Blog post by Rishi Athreya
A question often posed is about the unique identity of Tamil Brahmins. It is asked if these people could not identify as Tamil and whether the caste is an essential part of their character.
Tamil Brahmins are ethnically bilingual with both Tamil and Sanskrit. Like those of all other states they are expected to be well versed in Sanskrit and scriptures. The Grantha Lipi was used in that state. It had all phonetic sounds like Devanagari. This script is now forgotten. The option is to use standard Tamil without all characters or Devanagari. So effectively due to Dravidian politics this caste has discarded it’s script.
The issue with Tamil Brahmins is similar to that of Kashmiri Pandits. In Kashmir the only Hindus are Brahmins. The rest of the province is Muslim. During centuries of Muslim rule all others converted to Islam. However as with the rest of South Asia many erstwhile Hindu caste groups maintain their exclusivity within Islam. Both these caste groups are very small percentages of the state’s total population.
The script issue is a bit like Koshur language. There is a Sharda script that is similar to Gurmukhi used for Punjabi. However the Sharda script is practically forgotten except in limited circles. The Koshur language is written in the Nastaliq script of Urdu. Even Pandits often only know this script. There is an odd spectacle of reading Hindu scriptures in Nastaliq. Script is a politically charged issue. Many Pandits are trying to use Devanagari for Koshur. Officially Koshur written in Nastaliq is compulsory in all schools in the region since 2008.
Even Punjabi in Pakistan is written in Nastaliq or Shamukhi which is a derivative of the said script. After independence Sikh Gurudwaras revived Gurmukhi for Punjabi. Some Hindus attempted to use Devanagari and identify as Hindi speaking. This was part of the cause of the Punjab crisis. Now Punjabi written in Gurmukhi is compulsory in all schools in Punjab.
Tamil Brahmins in many ways have a preference for Sanskrit over Tamil. All leading Brahmin run schools in Chennai and Tamil Nadu are affiliated to the Central Board since their students would prefer Sanskrit. Some others opt for Kendriya Vidyalaya since there is the facility to study Sanskrit. In other schools with mixed caste populations even those of the state board Brahmins often opt for Sanskrit over Tamil. In metros like Delhi and Mumbai there are often Tamil Schools. Here too the caste divisions in terms of second language is seen. Most Brahmins opt for Sanskrit with some taking Hindi. Hindi may be taken by those who are keen on civil services.
There are Iyer communities in neighbouring states of Kerala, Karnataka or Andhra who identify as speakers of those languages while continuing to be Iyer in religious terms. Another trend with Brahmins is their high dependence on the English language. For the past century many families have used English even in their personal handwritten correspondence even in the pre internet era.

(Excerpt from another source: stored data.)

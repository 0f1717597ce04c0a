//! # Tasks and Results
//!
//! A [`Task`] is immutable once submitted: the executor takes it by value and
//! only ever reads it. Its [`fingerprint`] is the cache key shared by every
//! task with the same kind, instructions and context.

use chrono::{DateTime, Utc};
use serde::{Deserialize, Serialize};
use serde_json::{Map, Value};
use sha2::{Digest, Sha256};
use std::collections::BTreeMap;
use std::time::Duration;
use uuid::Uuid;

use super::error_classifier::TaskError;

#[derive(Debug, Clone, Copy, PartialEq, Eq, Hash, Default, PartialOrd, Ord, Serialize, Deserialize)]
#[serde(rename_all = "snake_case")]
pub enum TaskPriority {
    Low,
    #[default]
    Normal,
    High,
    Critical,
}

/// Lifecycle of one submitted task
///
/// `Submitted -> Completed` on a cache hit, otherwise
/// `Submitted -> Queued -> Borrowed -> Running -> Completed | Failed`.
#[derive(Debug, Clone, Copy, PartialEq, Eq, Hash, Serialize, Deserialize)]
#[serde(rename_all = "snake_case")]
pub enum TaskState {
    Submitted,
    /// Waiting for an admission permit, holding no pool handle
    Queued,
    Borrowed,
    Running,
    Completed,
    Failed,
}

impl std::fmt::Display for TaskState {
    fn fmt(&self, f: &mut std::fmt::Formatter<'_>) -> std::fmt::Result {
        let name = match self {
            TaskState::Submitted => "submitted",
            TaskState::Queued => "queued",
            TaskState::Borrowed => "borrowed",
            TaskState::Running => "running",
            TaskState::Completed => "completed",
            TaskState::Failed => "failed",
        };
        f.write_str(name)
    }
}

/// Inputs that shape the backend's answer, part of the fingerprint
#[derive(Debug, Clone, Default, PartialEq, Serialize, Deserialize)]
pub struct TaskContext {
    pub model: Option<String>,
    pub temperature: Option<f64>,
    pub system_prompt: Option<String>,
    pub previous_results: Vec<String>,
    pub extra: BTreeMap<String, Value>,
}

impl TaskContext {
    pub fn with_model(mut self, model: impl Into<String>) -> Self {
        self.model = Some(model.into());
        self
    }

    pub fn with_temperature(mut self, temperature: f64) -> Self {
        self.temperature = Some(temperature);
        self
    }

    pub fn with_system_prompt(mut self, prompt: impl Into<String>) -> Self {
        self.system_prompt = Some(prompt.into());
        self
    }

    pub fn with_previous_result(mut self, result: impl Into<String>) -> Self {
        self.previous_results.push(result.into());
        self
    }

    pub fn with_extra(mut self, key: impl Into<String>, value: Value) -> Self {
        self.extra.insert(key.into(), value);
        self
    }
}

/// Execution limits, not part of the fingerprint
#[derive(Debug, Clone, Default, PartialEq, Eq, Serialize, Deserialize)]
pub struct TaskConstraints {
    /// Output longer than this (in bytes) is truncated at a character boundary
    pub max_output_size: Option<usize>,
    /// Deadline measured from submission
    pub timeout: Option<Duration>,
    /// Labels attached to the cached result for tag invalidation
    pub tags: Vec<String>,
}

#[derive(Debug, Clone, PartialEq, Serialize, Deserialize)]
pub struct Task {
    pub id: Uuid,
    pub kind: String,
    pub instructions: String,
    pub context: TaskContext,
    pub constraints: TaskConstraints,
    pub priority: TaskPriority,
}

impl Task {
    pub fn new(kind: impl Into<String>, instructions: impl Into<String>) -> Self {
        Self {
            id: Uuid::new_v4(),
            kind: kind.into(),
            instructions: instructions.into(),
            context: TaskContext::default(),
            constraints: TaskConstraints::default(),
            priority: TaskPriority::default(),
        }
    }

    pub fn with_context(mut self, context: TaskContext) -> Self {
        self.context = context;
        self
    }

    pub fn with_timeout(mut self, timeout: Duration) -> Self {
        self.constraints.timeout = Some(timeout);
        self
    }

    pub fn with_max_output_size(mut self, max_output_size: usize) -> Self {
        self.constraints.max_output_size = Some(max_output_size);
        self
    }

    pub fn with_tags<I, S>(mut self, tags: I) -> Self
    where
        I: IntoIterator<Item = S>,
        S: Into<String>,
    {
        self.constraints.tags = tags.into_iter().map(Into::into).collect();
        self
    }

    pub fn with_priority(mut self, priority: TaskPriority) -> Self {
        self.priority = priority;
        self
    }

    /// Tags stored with this task's cached result
    pub fn cache_tags(&self) -> Vec<String> {
        let mut tags = self.constraints.tags.clone();
        tags.push(format!("kind:{}", self.kind));
        tags
    }
}

/// Cache key for a task
pub fn fingerprint(task: &Task) -> String {
    let mut buffer = Vec::new();
    fingerprint_into(task, &mut buffer)
}

/// Fingerprint using a caller-supplied scratch buffer
///
/// The buffer is cleared first; its contents afterwards are the digest input.
/// Text fields are length-prefixed so no split of the same bytes collides.
pub fn fingerprint_into(task: &Task, buffer: &mut Vec<u8>) -> String {
    buffer.clear();
    for field in [&task.kind, &task.instructions] {
        buffer.extend_from_slice(&(field.len() as u64).to_be_bytes());
        buffer.extend_from_slice(field.as_bytes());
    }

    let context = serde_json::to_value(&task.context)
        .map(canonicalize)
        .unwrap_or(Value::Null);
    if let Err(error) = serde_json::to_writer(&mut *buffer, &context) {
        tracing::debug!(error = %error, "Context serialization failed, fingerprinting without it");
    }

    hex::encode(Sha256::digest(buffer.as_slice()))
}

/// Rebuild every object with sorted keys
fn canonicalize(value: Value) -> Value {
    match value {
        Value::Object(map) => {
            let sorted: BTreeMap<String, Value> = map
                .into_iter()
                .map(|(key, value)| (key, canonicalize(value)))
                .collect();
            Value::Object(sorted.into_iter().collect::<Map<String, Value>>())
        }
        Value::Array(items) => Value::Array(items.into_iter().map(canonicalize).collect()),
        other => other,
    }
}

/// Units consumed by one backend call
#[derive(Debug, Clone, Copy, Default, PartialEq, Eq, Serialize, Deserialize)]
pub struct ResourceUsage {
    pub input_units: u64,
    pub output_units: u64,
}

impl ResourceUsage {
    pub fn new(input_units: u64, output_units: u64) -> Self {
        Self {
            input_units,
            output_units,
        }
    }

    pub fn total(&self) -> u64 {
        self.input_units + self.output_units
    }
}

/// Where a result came from
#[derive(Debug, Clone, Copy, PartialEq, Eq, Hash, Serialize, Deserialize)]
#[serde(rename_all = "snake_case")]
pub enum ResultSource {
    /// The backend was invoked for this task
    Executed,
    /// Served from the tiered cache
    Cache,
    /// Shared from a concurrent execution of the same fingerprint
    Coalesced,
}

#[derive(Debug, Clone, PartialEq, Serialize, Deserialize)]
pub struct TaskResult {
    pub task_id: Uuid,
    /// Name of the backend that produced the result
    pub executor: String,
    pub success: bool,
    pub output: Option<String>,
    pub error: Option<TaskError>,
    pub execution_time: Duration,
    pub resource_usage: ResourceUsage,
    pub timestamp: DateTime<Utc>,
    pub source: ResultSource,
    /// Backend invocations made, including retries
    pub attempts: u32,
}

impl TaskResult {
    pub fn success(
        task_id: Uuid,
        executor: impl Into<String>,
        output: String,
        resource_usage: ResourceUsage,
        execution_time: Duration,
        attempts: u32,
    ) -> Self {
        Self {
            task_id,
            executor: executor.into(),
            success: true,
            output: Some(output),
            error: None,
            execution_time,
            resource_usage,
            timestamp: Utc::now(),
            source: ResultSource::Executed,
            attempts,
        }
    }

    pub fn failure(
        task_id: Uuid,
        executor: impl Into<String>,
        error: TaskError,
        execution_time: Duration,
        attempts: u32,
    ) -> Self {
        Self {
            task_id,
            executor: executor.into(),
            success: false,
            output: None,
            error: Some(error),
            execution_time,
            resource_usage: ResourceUsage::default(),
            timestamp: Utc::now(),
            source: ResultSource::Executed,
            attempts,
        }
    }

    /// Copy of a shared result handed to another task
    ///
    /// Output, usage and error are kept; identity, source and timing describe
    /// the receiving task, which made no backend call of its own.
    pub fn reissued(&self, task_id: Uuid, source: ResultSource, execution_time: Duration) -> Self {
        Self {
            task_id,
            source,
            execution_time,
            attempts: 0,
            timestamp: Utc::now(),
            ..self.clone()
        }
    }

    pub fn is_from_cache(&self) -> bool {
        self.source == ResultSource::Cache
    }
}

/// Cut `output` to at most `max_bytes`, backing off to a character boundary
pub(crate) fn truncate_output(output: &mut String, max_bytes: usize) -> bool {
    if output.len() <= max_bytes {
        return false;
    }
    let mut cut = max_bytes;
    while !output.is_char_boundary(cut) {
        cut -= 1;
    }
    output.truncate(cut);
    true
}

The question begs asking as to why Iyers are not too keen on holding to the Tamil language while keeping their caste identity and customs intact. They are keener to learn Sanskrit. Even Carnatic classical music is mainly in Sanskrit and Telugu. This preference for Sanskrit is in some ways similar to Kashmir. There are many English medium schools in Srinagar with the option of Urdu and Hindi. Many Pandits as also the small Sikh community opt for Hindi. Note that Kashmiri Sikhs do not speak Punjabi but Koshur.
Many Kashmiri Pandits settled in the plains of North, Upper and Central India during the seventeenth, eighteenth and nineteenth centuries. Most of the old migrants do not use the Koshur language. However they still practice endogamy in marriage. Further they maintain their religious practices and rituals. Also these emigre Pandits are non-vegetarian like their brethren in the state. In many cases migrants by the third or fourth generation have lost the language and are part of the larger emigre. It is uncommon for those in the valley to marry old emigre. Post twentieth century emigre particularly those who left after 1947 or 1990 are considered distinct from older stock. As a example the family of Pandit Jawaharlal Nehru were old emigre from Kashmir.
Palghat Iyers, Hebbar Iyengars etc are like old Kashmiri Pandit emigre and do not use the Tamil language. Even more recent emigre in Mumbai or Delhi often are more comfortable in Hindi.
The said intrinsic ethnic bilingual nature of the caste should explain as why they would rather identify as Tambram than Tamil.